A few points to file away for the next time you run a tobacco story:
The industry had a deep connection to the Liberal Party decades ago.
Tobacco
farming was really profitable back in the 1970s. Our housemate Sylvie
once worked on a tobacco farm where she had the best wages and working
conditions of any of her jobs.
Years and
years ago I heard a health economist talking about tobacco. His take was
that tobacco-related medical costs were misleading: heavy tobacco users
typically died 20 years earlier and lung cancer moved fast and was
inevitably fatal. When you look at the medical costs that people total
up in that extra 20 years, every tobacco death is a net saving, and a
significant one. Not sure what story today's numbers would tell, if you
could get them.
Pensions: big savings here for
sure. My Uncle Walt died at 63 and never collected a nickel. My friend
Lorne died last year at 66, collecting only a year's worth of retirement
benefits.
The comparison to other consumer
goods was a little strained: convenience stores are full of things that
are not good for us. But it would be funny to see bottles of sugary
beverage with the label: Warning: long-term use can be a factor in
erectile dysfunction related to Type 2 diabetes.
Not
funny: tobacco death. My Uncle Walt was a shadow of himself the last
time I saw him, unable to even get in and out of a pickup truck.

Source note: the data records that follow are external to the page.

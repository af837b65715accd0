//! Plugin argument dispatch.
//!
//! The host runs a plugin as `<plugin> <command> [args...]`. `configure` asks
//! for the plugin's default YAML configuration; any other word names a
//! command the plugin handles.

use robotrpc_protocol::TaskRetVal;
use std::future::Future;
use std::io::Write;

/// Word the host passes to request the default configuration.
pub const CONFIGURE_COMMAND: &str = "configure";

/// How an invocation was resolved.
#[derive(Debug, Clone, PartialEq, Eq)]
pub enum Dispatch {
    /// The default configuration was printed.
    Configured,
    Command { command: String, args: Vec<String> },
    NotFound(String),
}

/// A plugin's static description: its default configuration and the
/// commands it answers to.
#[derive(Debug, Clone, Default)]
pub struct Plugin {
    default_config: String,
    commands: Vec<String>,
}

impl Plugin {
    pub fn new(default_config: impl Into<String>) -> Self {
        Self {
            default_config: default_config.into(),
            commands: Vec::new(),
        }
    }

    pub fn with_commands(mut self, commands: &[&str]) -> Self {
        self.commands = commands.iter().map(|c| c.to_string()).collect();
        self
    }

    pub fn default_config(&self) -> &str {
        &self.default_config
    }

    pub fn handles(&self, command: &str) -> bool {
        self.commands.iter().any(|c| c == command)
    }

    /// Resolves arguments, excluding the program name. `configure` writes the
    /// default configuration to `out`.
    pub fn dispatch<I, W>(&self, args: I, out: &mut W) -> std::io::Result<Dispatch>
    where
        I: IntoIterator<Item = String>,
        W: Write,
    {
        let mut args = args.into_iter();
        let command = args.next().unwrap_or_default();
        if command == CONFIGURE_COMMAND {
            out.write_all(self.default_config.as_bytes())?;
            if !self.default_config.ends_with('\n') {
                out.write_all(b"\n")?;
            }
            out.flush()?;
            return Ok(Dispatch::Configured);
        }
        if self.handles(&command) {
            return Ok(Dispatch::Command {
                command,
                args: args.collect(),
            });
        }
        Ok(Dispatch::NotFound(command))
    }

    /// Dispatches and runs `handler` for a recognized command, returning the
    /// plugin's exit status.
    pub async fn run<I, F, Fut>(&self, args: I, handler: F) -> TaskRetVal
    where
        I: IntoIterator<Item = String>,
        F: FnOnce(String, Vec<String>) -> Fut,
        Fut: Future<Output = TaskRetVal>,
    {
        let mut stdout = std::io::stdout();
        match self.dispatch(args, &mut stdout) {
            Ok(Dispatch::Configured) => TaskRetVal::Normal,
            Ok(Dispatch::Command { command, args }) => handler(command, args).await,
            Ok(Dispatch::NotFound(command)) => {
                tracing::debug!("Unrecognized plugin command {:?}", command);
                TaskRetVal::NotFound
            }
            Err(e) => {
                tracing::error!("Failed to write default configuration: {}", e);
                TaskRetVal::MechanismFail
            }
        }
    }
}
//! # robotrpc-protocol
//!
//! Wire protocol for the robot RPC interface between plugins and the host.
//!
//! This crate provides:
//! - Return code enums with stable integer codes and reverse lookup
//! - The closed set of robot functions with typed arguments and results
//! - Call envelope encoding and forgiving response decoding
//! - Protocol constants

pub mod codec;
pub mod codes;
pub mod error;
pub mod message;

pub use codec::{Decoder, Encoder};
pub use codes::{LogLevel, MessageFormat, Protocol, RetVal, TaskRetVal, UnknownName};
pub use error::ProtocolError;
pub use message::{
    AttributeResponse, BoolResponse, CallEnvelope, CheckoutResponse, FinishRequest,
    FinishResponse, FuncCall, FuncName, IncomingMessage, IncomingResponse, ReplyResponse,
    ResponseKind, RetValResponse, StrResponse, TaskConfigResponse,
};

/// Path the host serves robot calls on.
pub const JSON_PATH: &str = "/json";

/// Path the reference host accepts injected user messages on.
pub const INCOMING_PATH: &str = "/incoming";

/// Path the reference host ends a caller's pipeline on.
pub const FINISH_PATH: &str = "/finish";

/// Header duplicating the envelope's `CallerID`.
pub const CALLER_ID_HEADER: &str = "X-Caller-ID";

/// Default port for the reference host.
pub const DEFAULT_PORT: u16 = 8880;

/// Maximum request body size (16 MiB).
pub const MAX_BODY_SIZE: usize = 16 * 1024 * 1024;
//! Outgoing email.
//!
//! Like [`MemoryConnector`](crate::connector::MemoryConnector), the reference
//! host never talks to a mail server. [`Mailbox`] checks the sender and the
//! recipient and keeps what would have been sent.

use crate::directory::BotIdentity;
use crate::error::CoreError;
use crate::prompt::{anchored, EMAIL_PATTERN};
use parking_lot::Mutex;
use regex::Regex;
use robotrpc_protocol::RetVal;
use serde::Serialize;

/// Mails kept before the oldest are dropped.
pub const DEFAULT_MAILBOX_CAPACITY: usize = 200;

/// A mail the robot sent.
#[derive(Debug, Clone, PartialEq, Eq, Serialize)]
pub struct OutgoingMail {
    /// `Full Name <address>` of the robot.
    pub from: String,
    pub to: String,
    pub subject: String,
    pub body: String,
    pub html: bool,
}

pub struct Mailbox {
    address: Regex,
    sent: Mutex<Vec<OutgoingMail>>,
    capacity: usize,
}

impl Mailbox {
    pub fn new() -> Result<Self, CoreError> {
        let address = Regex::new(&anchored(EMAIL_PATTERN)).map_err(|source| {
            CoreError::InvalidMatcher {
                id: "Email".to_string(),
                source,
            }
        })?;
        Ok(Self {
            address,
            sent: Mutex::new(Vec::new()),
            capacity: DEFAULT_MAILBOX_CAPACITY,
        })
    }

    /// Sends a mail from the robot to `to`.
    ///
    /// The robot needs an address of its own (`NoBotEmail`); a recipient that
    /// is not an address is a delivery failure (`MailError`).
    pub fn send(
        &self,
        bot: &BotIdentity,
        to: &str,
        subject: &str,
        body: &str,
        html: bool,
    ) -> RetVal {
        if bot.email.is_empty() {
            tracing::warn!("Mail to {} not sent: robot has no email address", to);
            return RetVal::NoBotEmail;
        }
        if !self.address.is_match(to) {
            tracing::warn!("Mail not sent: invalid recipient {:?}", to);
            return RetVal::MailError;
        }
        let from = if bot.full_name.is_empty() {
            bot.email.clone()
        } else {
            format!("{} <{}>", bot.full_name, bot.email)
        };
        tracing::debug!("Mailing {:?} to {}", subject, to);
        let mut sent = self.sent.lock();
        if sent.len() >= self.capacity {
            sent.remove(0);
        }
        sent.push(OutgoingMail {
            from,
            to: to.trim().to_string(),
            subject: subject.to_string(),
            body: body.to_string(),
            html,
        });
        RetVal::Ok
    }

    /// Copy of the sent mail, oldest first.
    pub fn sent(&self) -> Vec<OutgoingMail> {
        self.sent.lock().clone()
    }
}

My dad
says that his brother was lying near death on oxygen and hooked up to
an IV . Walt said, "That's enough of this bullshit.", disconnected
himself and died.
As much as I have a
burning and lifelong hatred of tobacco and the criminals who built the
industry that killed my uncle, I am not one of those people who
stigmatizes smokers.
People who propose
this or that legislation often just don't get the neurochemistry and
psychology of nicotine and tobacco rituals. Like alcohol or weed, some
people find it a necessary anxiety and mood management tool. I've known
lots of people who had levels of stress that effectively locked them
into their addiction and an early death.
My
friend Lorne needed tobacco (and weed) to manage the side effects of his
psychiatric medication. But he was on disability with no money to
afford either habit so he became an illegal cigarette dealer, selling
singles, packs, and cartons to other folks in his situation. They simply
couldn't afford the legal and taxed cigarettes that had become an
integral part of staying sane and social while being poor, something the
smug rhetoric on the topic often disregards. The cigarettes came
through Native crime groups that seemed to be both profoundly dangerous
and untroubled by the law.
We used to
argue about tobacco, but not seriously. There was no point. Then about
three years ago his fitness level started to decline, so that eighteen
months ago he couldn't walk three blocks without stopping for a rest. I
visited him last summer, with me wearing a mask and sitting near an open
door. He was glad to see me, but he looked like crap. "Don't worry
about Covid, I'm more likely to have lung cancer." A couple of months
later, his difficulties got worse: he was blacking out. We had him
booked to go see Doctor Larry, and the next day I called to do my daily
phone check-in. No answer, so we called for a police wellness check. I
knew the score when two very nice officers showed up at our place asking
if I knew next of kin.
And just last month, Lorne's sister shared the autopsy report, which was pretty much as Lorne suspected.
So
keep up the good work. But Lorne would want me to remind you not to
forget that smokers are people. That was his key to selling cigarettes
and I think somehow it is the key to un-selling them.